Das Wissen dazu hat sie als Diplom-Sportwissenschaftlerin ohne Frage. Das Programm, dass sie sich nun selbst entwickelt, unterscheidet sich dabei vom traditionellen Beckenbodentraining, bei dem oftmals nur gezielt die Beckenbodenmuskulatur trainiert wird. „Aber diese Therapie vergisst, dass die Beckenbodenmuskulatur direkt mit der Bein-, Bauch- und Rückenmuskulatur verbunden ist.“ Ihr ganzheitliches, funktionelles Programm bezieht diese Muskeln mit ein – und es stellen sich sofort die ersten positiven Veränderungen ein.

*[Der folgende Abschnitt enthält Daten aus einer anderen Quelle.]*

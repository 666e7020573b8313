//! # Mock Collections
//!
//! Test doubles for the document store.
//!
//! [`MockCollection`] hands out a real [`CollectionClient`] whose requests
//! are answered from a queue of scripted expectations instead of a live
//! [`Collection`](super::Collection) task. Tests use it to simulate hosted
//! storage succeeding or failing deterministically — e.g. the order write
//! failing after a captured payment, or the favorite-flag update being
//! rejected.
//!
//! ```ignore
//! let mut mock = MockCollection::<Dish>::new();
//! mock.expect_create().return_ok("dish_1".to_string());
//! let client = DishClient::new(mock.client());
//! // drive the code under test...
//! mock.verify();
//! ```

use std::collections::VecDeque;
use std::sync::{Arc, Mutex};

use tokio::sync::mpsc;

use super::core::{CollectionClient, Record, StoreError, StoreRequest};

/// A scripted response for one expected request.
enum Expectation<T: Record> {
    Get {
        response: Result<Option<T>, StoreError>,
    },
    Create {
        response: Result<T::Id, StoreError>,
    },
    List {
        response: Result<Vec<T>, StoreError>,
    },
    Update {
        response: Result<T, StoreError>,
    },
    Delete {
        response: Result<(), StoreError>,
    },
    Action {
        response: Result<T::ActionResult, StoreError>,
    },
}

impl<T: Record> Expectation<T> {
    fn kind(&self) -> &'static str {
        match self {
            Expectation::Get { .. } => "Get",
            Expectation::Create { .. } => "Create",
            Expectation::List { .. } => "List",
            Expectation::Update { .. } => "Update",
            Expectation::Delete { .. } => "Delete",
            Expectation::Action { .. } => "Action",
        }
    }
}

/// A mock collection with expectation tracking.
///
/// Expectations are consumed in FIFO order; a request that does not match
/// the next expectation panics the responder task, which surfaces in the
/// test as a channel error.
pub struct MockCollection<T: Record> {
    client: CollectionClient<T>,
    expectations: Arc<Mutex<VecDeque<Expectation<T>>>>,
    _handle: tokio::task::JoinHandle<()>,
}

impl<T: Record> MockCollection<T>
where
    T::Id: Send,
    T::CreateParams: Send,
    T::UpdateParams: Send,
    T::Action: Send,
    T::ActionResult: Send,
{
    /// Creates a mock with no expectations queued.
    pub fn new() -> Self {
        let (sender, mut receiver) = mpsc::channel::<StoreRequest<T>>(100);
        let expectations = Arc::new(Mutex::new(VecDeque::new()));
        let expectations_clone = expectations.clone();

        let handle = tokio::spawn(async move {
            while let Some(request) = receiver.recv().await {
                let expectation = {
                    let mut exps = expectations_clone
                        .lock()
                        .unwrap_or_else(|poisoned| poisoned.into_inner());
                    exps.pop_front()
                };

                match (request, expectation) {
                    (StoreRequest::Get { respond_to, .. }, Some(Expectation::Get { response })) => {
                        let _ = respond_to.send(response);
                    }
                    (
                        StoreRequest::Create { respond_to, .. },
                        Some(Expectation::Create { response }),
                    ) => {
                        let _ = respond_to.send(response);
                    }
                    (
                        StoreRequest::List { respond_to, .. },
                        Some(Expectation::List { response }),
                    ) => {
                        let _ = respond_to.send(response);
                    }
                    (
                        StoreRequest::Update { respond_to, .. },
                        Some(Expectation::Update { response }),
                    ) => {
                        let _ = respond_to.send(response);
                    }
                    (
                        StoreRequest::Delete { respond_to, .. },
                        Some(Expectation::Delete { response }),
                    ) => {
                        let _ = respond_to.send(response);
                    }
                    (
                        StoreRequest::Action { respond_to, .. },
                        Some(Expectation::Action { response }),
                    ) => {
                        let _ = respond_to.send(response);
                    }
                    (request, expectation) => {
                        let got = match request {
                            StoreRequest::Get { .. } => "Get",
                            StoreRequest::Create { .. } => "Create",
                            StoreRequest::List { .. } => "List",
                            StoreRequest::Update { .. } => "Update",
                            StoreRequest::Delete { .. } => "Delete",
                            StoreRequest::Action { .. } => "Action",
                        };
                        panic!(
                            "mock collection: got {} but expected {}",
                            got,
                            expectation.map(|e| e.kind()).unwrap_or("nothing"),
                        );
                    }
                }
            }
        });

        Self {
            client: CollectionClient::new(sender),
            expectations,
            _handle: handle,
        }
    }

    /// Returns the client wired to this mock.
    pub fn client(&self) -> CollectionClient<T> {
        self.client.clone()
    }

    fn push(&self, expectation: Expectation<T>) {
        self.expectations
            .lock()
            .unwrap_or_else(|poisoned| poisoned.into_inner())
            .push_back(expectation);
    }

    /// Expects a `get` request.
    pub fn expect_get(&mut self) -> ResponseBuilder<'_, T, Option<T>> {
        ResponseBuilder {
            mock: self,
            wrap: |response| Expectation::Get { response },
        }
    }

    /// Expects a `create` request.
    pub fn expect_create(&mut self) -> ResponseBuilder<'_, T, T::Id> {
        ResponseBuilder {
            mock: self,
            wrap: |response| Expectation::Create { response },
        }
    }

    /// Expects a `list` request.
    pub fn expect_list(&mut self) -> ResponseBuilder<'_, T, Vec<T>> {
        ResponseBuilder {
            mock: self,
            wrap: |response| Expectation::List { response },
        }
    }

    /// Expects an `update` request.
    pub fn expect_update(&mut self) -> ResponseBuilder<'_, T, T> {
        ResponseBuilder {
            mock: self,
            wrap: |response| Expectation::Update { response },
        }
    }

    /// Expects a `delete` request.
    pub fn expect_delete(&mut self) -> ResponseBuilder<'_, T, ()> {
        ResponseBuilder {
            mock: self,
            wrap: |response| Expectation::Delete { response },
        }
    }

    /// Expects an `action` request.
    pub fn expect_action(&mut self) -> ResponseBuilder<'_, T, T::ActionResult> {
        ResponseBuilder {
            mock: self,
            wrap: |response| Expectation::Action { response },
        }
    }

    /// Panics if any queued expectation was never consumed.
    pub fn verify(&self) {
        let exps = self
            .expectations
            .lock()
            .unwrap_or_else(|poisoned| poisoned.into_inner());
        if !exps.is_empty() {
            panic!("Not all expectations were met. {} remaining", exps.len());
        }
    }
}

impl<T: Record> Default for MockCollection<T> {
    fn default() -> Self {
        Self::new()
    }
}

/// Terminal step of an expectation: pick `return_ok` or `return_err`.
pub struct ResponseBuilder<'a, T: Record, R> {
    mock: &'a MockCollection<T>,
    wrap: fn(Result<R, StoreError>) -> Expectation<T>,
}

impl<'a, T: Record, R> ResponseBuilder<'a, T, R> {
    pub fn return_ok(self, value: R) {
        self.mock.push((self.wrap)(Ok(value)));
    }

    pub fn return_err(self, error: StoreError) {
        self.mock.push((self.wrap)(Err(error)));
    }
}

Inkontinenz? Heute ist das kein Problem mehr für Patricia Siegel
Nach drei Monaten mit ihrem Programm, 18 Monate nach der Geburt, hat Patricia Siegel ihre Probleme komplett hinter sich gelassen, die Inkontinenz gehört der Vergangenheit an. Und so sehr sie sich darüber freut, ärgert sie auch etwas: Probleme nach der Geburt sind vollkommen normal und nicht selten. Eine Geburt ist schließlich eine harte Belastung für den Körper. Und trotzdem wird das so selten thematisiert und Frauen werden mit ihren Problemen nicht selten alleingelassen.

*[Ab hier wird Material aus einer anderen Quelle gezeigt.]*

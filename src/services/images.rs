//! Hosted image CDN seam.
//!
//! The host accepts raw bytes plus a named preset and returns a stable
//! public URL. Bounding happens before upload: anything over the ceiling is
//! rejected outright, anything over the target size goes through the
//! compressor seam first so storage and bandwidth stay bounded.

use async_trait::async_trait;
use thiserror::Error;
use tracing::{debug, info};

/// Size bounds applied before an upload.
#[derive(Debug, Clone, Copy, PartialEq, Eq)]
pub struct ImageLimits {
    /// Hard ceiling; larger payloads are rejected.
    pub max_upload_bytes: usize,
    /// Payloads above this are shrunk before upload.
    pub target_bytes: usize,
    /// Longest edge the compressor should downscale to.
    pub max_dimension: u32,
}

impl Default for ImageLimits {
    fn default() -> Self {
        Self {
            max_upload_bytes: 10 * 1024 * 1024,
            target_bytes: 1024 * 1024,
            max_dimension: 1024,
        }
    }
}

/// Errors from bounding and uploading images.
#[derive(Debug, Clone, Error, PartialEq)]
pub enum ImageError {
    #[error("Image is too large: {size} bytes (limit {limit})")]
    TooLarge { size: usize, limit: usize },

    #[error("Image compression failed: {0}")]
    CompressionFailed(String),

    #[error("Image upload failed: {0}")]
    UploadFailed(String),
}

/// The hosted image CDN.
#[async_trait]
pub trait ImageHost: Send + Sync {
    /// Uploads bytes under a named preset, returning the public URL.
    async fn upload(&self, image: Vec<u8>, preset: &str) -> Result<String, ImageError>;
}

/// The client-side compressor that downscales oversized images.
#[async_trait]
pub trait ImageCompressor: Send + Sync {
    /// Shrinks the payload toward `limits.target_bytes` /
    /// `limits.max_dimension`.
    async fn shrink(&self, image: Vec<u8>, limits: &ImageLimits) -> Result<Vec<u8>, ImageError>;
}

/// Bounds an image and uploads it.
///
/// Rejects payloads over the ceiling, shrinks payloads over the target, and
/// hands the result to the host.
pub async fn bounded_upload(
    host: &dyn ImageHost,
    compressor: &dyn ImageCompressor,
    limits: &ImageLimits,
    image: Vec<u8>,
    preset: &str,
) -> Result<String, ImageError> {
    let size = image.len();
    if size > limits.max_upload_bytes {
        return Err(ImageError::TooLarge {
            size,
            limit: limits.max_upload_bytes,
        });
    }

    let image = if size > limits.target_bytes {
        debug!(size, target = limits.target_bytes, "Shrinking image");
        compressor.shrink(image, limits).await?
    } else {
        image
    };

    let url = host.upload(image, preset).await?;
    info!(preset, %url, "Image uploaded");
    Ok(url)
}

„Eine von drei Frauen hat nach einer Geburt Probleme mit Inkontinenz, aber nur ein Viertel von ihnen holt sich Hilfe“, weiß Patricia Siegel, die sich mit dem Thema in den letzten Monaten viel auseinandergesetzt hat. Andere leiden unter Hämorrhoiden, Verstopfungen oder Schmerzen. Die Palette der Probleme ist groß. Trotzdem nehmen es nicht wenige hin. Viele Frauen schämen sich. Oder sie denken, es sei normal, nach einer Geburt Probleme zu habe.

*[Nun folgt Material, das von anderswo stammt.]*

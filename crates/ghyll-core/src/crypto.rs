//! ECDSA (secp256k1) operations for the Ghyll protocol.
//!
//! Wraps `k256` for key handling, signing, and verification. Addresses are
//! the double SHA-256 of the SEC1 uncompressed public-key bytes.
//!
//! # Signing scheme
//!
//! Each transaction input signs the 32-byte **outpoint hash** — the hash of
//! the transaction whose output it spends. An input verifies iff the
//! signature verifies over that hash under the input's public key and the
//! public key's address equals the referenced output's address.
//!
//! Signatures produced here are deterministic (RFC 6979); verification also
//! accepts nondeterministic signatures from other implementations.

use k256::ecdsa::signature::{Signer, Verifier};
use k256::ecdsa::{Signature, SigningKey, VerifyingKey};
use std::fmt;

use crate::error::CryptoError;
use crate::types::{Address, TxInput, double_sha256};

/// ECDSA keypair for signing transaction inputs.
///
/// Use [`KeyPair::generate`] for random keys or
/// [`KeyPair::from_secret_bytes`] to restore one from stored key material.
pub struct KeyPair {
    signing_key: SigningKey,
}

impl KeyPair {
    /// Generate a random keypair using the OS cryptographic RNG.
    pub fn generate() -> Self {
        let mut csprng = rand::rngs::OsRng;
        Self { signing_key: SigningKey::random(&mut csprng) }
    }

    /// Restore a keypair from 32-byte secret scalar material.
    pub fn from_secret_bytes(bytes: &[u8; 32]) -> Result<Self, CryptoError> {
        let signing_key =
            SigningKey::from_slice(bytes).map_err(|_| CryptoError::InvalidSecretKey)?;
        Ok(Self { signing_key })
    }

    pub fn public_key(&self) -> PublicKey {
        PublicKey { verifying_key: *self.signing_key.verifying_key() }
    }

    /// The owner address: double SHA-256 of the public-key bytes.
    pub fn address(&self) -> Address {
        self.public_key().address()
    }

    /// Raw secret scalar bytes. Handle with care.
    pub fn secret_bytes(&self) -> [u8; 32] {
        self.signing_key.to_bytes().into()
    }

    /// Sign a message, returning the fixed-width 64-byte signature.
    pub fn sign(&self, message: &[u8]) -> [u8; 64] {
        let signature: Signature = self.signing_key.sign(message);
        let mut bytes = [0u8; 64];
        bytes.copy_from_slice(&signature.to_bytes());
        bytes
    }
}

impl Clone for KeyPair {
    fn clone(&self) -> Self {
        Self { signing_key: self.signing_key.clone() }
    }
}

impl fmt::Debug for KeyPair {
    fn fmt(&self, f: &mut fmt::Formatter<'_>) -> fmt::Result {
        f.debug_struct("KeyPair")
            .field("address", &self.address())
            .finish_non_exhaustive()
    }
}

/// ECDSA public key for verifying signatures and deriving addresses.
#[derive(Clone, Copy)]
pub struct PublicKey {
    verifying_key: VerifyingKey,
}

impl PublicKey {
    /// Parse a public key from SEC1 bytes (compressed or uncompressed).
    pub fn from_sec1_bytes(bytes: &[u8]) -> Result<Self, CryptoError> {
        let verifying_key =
            VerifyingKey::from_sec1_bytes(bytes).map_err(|_| CryptoError::InvalidPublicKey)?;
        Ok(Self { verifying_key })
    }

    /// SEC1 uncompressed public-key bytes (65 bytes, deterministic).
    pub fn to_bytes(&self) -> Vec<u8> {
        self.verifying_key.to_encoded_point(false).as_bytes().to_vec()
    }

    /// The address derived from this key.
    pub fn address(&self) -> Address {
        address_from_public_key(&self.to_bytes())
    }

    /// Verify an ECDSA signature on a message.
    pub fn verify(&self, message: &[u8], signature: &[u8]) -> Result<(), CryptoError> {
        let signature =
            Signature::from_slice(signature).map_err(|_| CryptoError::InvalidSignature)?;
        self.verifying_key
            .verify(message, &signature)
            .map_err(|_| CryptoError::VerificationFailed)
    }
}

impl fmt::Debug for PublicKey {
    fn fmt(&self, f: &mut fmt::Formatter<'_>) -> fmt::Result {
        write!(f, "PublicKey({})", hex::encode(self.to_bytes()))
    }
}

impl PartialEq for PublicKey {
    fn eq(&self, other: &Self) -> bool {
        self.verifying_key == other.verifying_key
    }
}

impl Eq for PublicKey {}

/// The address for raw public-key bytes: SHA-256 applied twice.
pub fn address_from_public_key(public_key_bytes: &[u8]) -> Address {
    double_sha256(public_key_bytes)
}

/// Verify a transaction input against the output it spends.
///
/// Checks that the input's public key hashes to `expected_address` (the
/// referenced UTXO's owner) and that the signature verifies over the
/// outpoint hash.
pub fn verify_input(input: &TxInput, expected_address: &Address) -> Result<(), CryptoError> {
    if address_from_public_key(&input.public_key) != *expected_address {
        return Err(CryptoError::AddressMismatch);
    }
    let public_key = PublicKey::from_sec1_bytes(&input.public_key)?;
    public_key.verify(input.previous_output.hash.as_bytes(), &input.signature)
}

Viele Frauen könnten viel weniger gesundheitliche Probleme haben
„Klar, Inkontinenz kommt vor. Aber es muss nicht so bleiben“, beharrt Patricia Siegel. „Rund 80 bis 90 Prozent der Frauen können Inkontinenz mit gezielten Übungen beheben.“ Und deswegen versucht sie heute, Frauen zu helfen, die nach der Geburt ihres Kindes an Problemen leiden. „Wir alle feiern die Geburt eines Kindes. Und dann? Dann lassen wir die Frauen im Stich. Das ist nicht gerecht.“
Patricia Siegel bietet heute Online-Kurse an und spricht vor frischgebackenen Müttern. Sie will damit brechen, dass die Folgen einer Geburt totgeschwiegen werden. „Ich will den Frauen zu mehr Selbstbewusstsein und Wissen verhelfen.“ Denn nur wenn darüber gesprochen wird, wird es immer mehr Frauen gelingen, die Probleme anzugehen und hinter sich zu lassen.
Denn eines ist klar: Einem Menschen das Leben zu schenken ist großartig. Es geht für die meisten Frauen aber auch mit körperlichen Wunden einher. Aber die müssen nicht ein Leben lang bleiben. Und wenn man es schafft, sie zu behandeln, kann man sein Leben uneingeschränkt führen wie zuvor. Und muss sich nicht Dinge verbieten lassen, die so essentiell für einen sind. Wie das Laufen für Patricia Siegel.